#### Exercise aim:
Track down each line below containing the string "RocksDbStore" and copy it.

#### Given data:
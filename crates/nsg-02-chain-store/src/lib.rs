//! # NSG-02 Chain Store
//!
//! Durable local view of scan progress.
//!
//! **Subsystem ID:** 2  
//! **Architecture:** Hexagonal (domain + ports + adapters)
//!
//! ## Persisted Layout
//!
//! One key namespace per chain symbol:
//!
//! | Key | Value |
//! |-----|-------|
//! | `{ns}:cursor` | [`ScanCursor`] |
//! | `{ns}:block:{height BE}` | `BlockHeader` |
//! | `{ns}:unscan:{height BE}:{txid}` | `UnscanRecord` |
//!
//! Heights are big-endian so prefix scans return records in height order.
//!
//! ## Module Structure
//!
//! ```text
//! nsg-02-chain-store/
//! ├── domain/          # ScanCursor, key layout, errors
//! ├── ports/           # KeyValueStore + BatchOperation
//! ├── adapters/        # InMemoryKVStore, RocksDbStore (feature "rocksdb")
//! └── service.rs       # ChainStateStore
//! ```

#![warn(missing_docs)]
#![warn(clippy::all)]

pub mod adapters;
pub mod domain;
pub mod ports;
pub mod service;

pub use adapters::InMemoryKVStore;
#[cfg(feature = "rocksdb")]
pub use adapters::{RocksDbConfig, RocksDbStore};
pub use domain::{KVStoreError, ScanCursor, StoreError};
pub use ports::{BatchOperation, KeyValueStore, ScanResult};
pub use service::ChainStateStore;

/// Crate version
pub const VERSION: &str = env!("CARGO_PKG_VERSION");
//! # RocksDB Storage Adapter
//!
//! Durable [`KeyValueStore`] for production runs.
//!
//! - Atomic batch writes (`WriteBatch`)
//! - Snappy compression
//! - Bloom filters for point lookups
//! - Optional fsync per write

use ::rocksdb::{
    BlockBasedOptions, Cache, DBCompressionType, Direction, IteratorMode, Options, WriteBatch,
    WriteOptions, DB,
};
use tracing::info;

use crate::domain::KVStoreError;
use crate::ports::outbound::{BatchOperation, KeyValueStore, ScanResult};

/// RocksDB configuration.
#[derive(Debug, Clone)]
pub struct RocksDbConfig {
    /// Path to the database directory.
    pub path: String,
    /// Block cache size in bytes.
    pub block_cache_size: usize,
    /// Write buffer size in bytes.
    pub write_buffer_size: usize,
    /// Fsync after each write.
    pub sync_writes: bool,
}

impl Default for RocksDbConfig {
    fn default() -> Self {
        Self {
            path: "./data/nsg/db".to_string(),
            block_cache_size: 64 * 1024 * 1024,
            write_buffer_size: 16 * 1024 * 1024,
            sync_writes: true,
        }
    }
}

impl RocksDbConfig {
    /// Small buffers, no fsync.
    pub fn for_testing(path: impl Into<String>) -> Self {
        Self {
            path: path.into(),
            block_cache_size: 8 * 1024 * 1024,
            write_buffer_size: 4 * 1024 * 1024,
            sync_writes: false,
        }
    }
}

/// RocksDB-backed key-value store.
pub struct RocksDbStore {
    db: DB,
    config: RocksDbConfig,
}

impl RocksDbStore {
    /// Open or create the database at `config.path`.
    pub fn open(config: RocksDbConfig) -> Result<Self, KVStoreError> {
        let mut opts = Options::default();
        opts.create_if_missing(true);
        opts.set_write_buffer_size(config.write_buffer_size);
        opts.set_compression_type(DBCompressionType::Snappy);

        let mut block_opts = BlockBasedOptions::default();
        block_opts.set_bloom_filter(10.0, false);
        block_opts.set_block_cache(&Cache::new_lru_cache(config.block_cache_size));
        opts.set_block_based_table_factory(&block_opts);

        let db = DB::open(&opts, &config.path).map_err(|e| KVStoreError::IOError {
            message: format!("Failed to open RocksDB: {}", e),
        })?;

        info!(path = %config.path, "chain store opened");
        Ok(Self { db, config })
    }

    fn write_options(&self) -> WriteOptions {
        let mut write_opts = WriteOptions::default();
        write_opts.set_sync(self.config.sync_writes);
        write_opts
    }
}

impl KeyValueStore for RocksDbStore {
    fn get(&self, key: &[u8]) -> Result<Option<Vec<u8>>, KVStoreError> {
        self.db.get(key).map_err(|e| KVStoreError::IOError {
            message: format!("RocksDB get failed: {}", e),
        })
    }

    fn put(&mut self, key: &[u8], value: &[u8]) -> Result<(), KVStoreError> {
        self.db
            .put_opt(key, value, &self.write_options())
            .map_err(|e| KVStoreError::IOError {
                message: format!("RocksDB put failed: {}", e),
            })
    }

    fn delete(&mut self, key: &[u8]) -> Result<(), KVStoreError> {
        self.db
            .delete_opt(key, &self.write_options())
            .map_err(|e| KVStoreError::IOError {
                message: format!("RocksDB delete failed: {}", e),
            })
    }

    fn atomic_batch_write(&mut self, operations: Vec<BatchOperation>) -> Result<(), KVStoreError> {
        let mut batch = WriteBatch::default();
        for op in operations {
            match op {
                BatchOperation::Put { key, value } => batch.put(&key, &value),
                BatchOperation::Delete { key } => batch.delete(&key),
            }
        }

        self.db
            .write_opt(batch, &self.write_options())
            .map_err(|e| KVStoreError::IOError {
                message: format!("RocksDB batch write failed: {}", e),
            })
    }

    fn exists(&self, key: &[u8]) -> Result<bool, KVStoreError> {
        self.db
            .get_pinned(key)
            .map(|v| v.is_some())
            .map_err(|e| KVStoreError::IOError {
                message: format!("RocksDB exists check failed: {}", e),
            })
    }

    fn prefix_scan(&self, prefix: &[u8]) -> Result<ScanResult, KVStoreError> {
        let mut results = Vec::new();
        for item in self.db.iterator(IteratorMode::From(prefix, Direction::Forward)) {
            let (key, value) = item.map_err(|e| KVStoreError::IOError {
                message: format!("RocksDB scan failed: {}", e),
            })?;
            if !key.starts_with(prefix) {
                break;
            }
            results.push((key.to_vec(), value.to_vec()));
        }
        Ok(results)
    }
}
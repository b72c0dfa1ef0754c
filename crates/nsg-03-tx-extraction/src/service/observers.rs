//! # Observer Registry
//!
//! Fan-out of scan notifications to every registered observer.

use std::sync::Arc;

use nsg_types::BlockHeader;
use parking_lot::RwLock;
use tracing::{error, warn};

use crate::domain::{ExtractResult, ObserverError};
use crate::ports::BlockScanObserver;

/// Registered observers.
#[derive(Default)]
pub struct ObserverRegistry {
    observers: RwLock<Vec<Arc<dyn BlockScanObserver>>>,
}

impl ObserverRegistry {
    /// Empty registry.
    pub fn new() -> Self {
        Self::default()
    }

    /// Register an observer.
    pub fn add(&self, observer: Arc<dyn BlockScanObserver>) {
        self.observers.write().push(observer);
    }

    /// Unregister an observer (by identity).
    pub fn remove(&self, observer: &Arc<dyn BlockScanObserver>) {
        self.observers.write().retain(|o| !Arc::ptr_eq(o, observer));
    }

    /// Drop every observer.
    pub fn clear(&self) {
        self.observers.write().clear();
    }

    /// Number of observers.
    pub fn len(&self) -> usize {
        self.observers.read().len()
    }

    /// Whether no observer is registered.
    pub fn is_empty(&self) -> bool {
        self.observers.read().is_empty()
    }

    fn snapshot(&self) -> Vec<Arc<dyn BlockScanObserver>> {
        self.observers.read().clone()
    }

    /// Deliver a block notification. Observer errors are logged only.
    pub async fn notify_block(&self, header: &BlockHeader, is_fork: bool) {
        for observer in self.snapshot() {
            if let Err(e) = observer.block_scan_notify(header, is_fork).await {
                warn!(height = header.height, is_fork, error = %e, "block notification rejected");
            }
        }
    }

    /// Deliver every entry of `result` to every observer.
    ///
    /// All deliveries are attempted; the first rejection is returned. On
    /// success returns the number of deliveries.
    pub async fn notify_extract_data(&self, result: &ExtractResult) -> Result<usize, ObserverError> {
        let mut delivered = 0;
        let mut first_error = None;

        for observer in self.snapshot() {
            for (account_key, entries) in &result.extract_data {
                for entry in entries {
                    match observer.block_extract_data_notify(account_key, entry).await {
                        Ok(()) => delivered += 1,
                        Err(e) => {
                            error!(
                                height = result.block_height,
                                txid = %result.tx_id,
                                account = %account_key,
                                error = %e,
                                "extract data notification rejected"
                            );
                            first_error.get_or_insert(e);
                        }
                    }
                }
            }
        }

        match first_error {
            Some(e) => Err(e),
            None => Ok(delivered),
        }
    }
}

#### Solution below:
//! ├── adapters/        # InMemoryKVStore, RocksDbStore (feature "rocksdb")
pub use adapters::{RocksDbConfig, RocksDbStore};
pub struct RocksDbStore {
impl RocksDbStore {
impl KeyValueStore for RocksDbStore {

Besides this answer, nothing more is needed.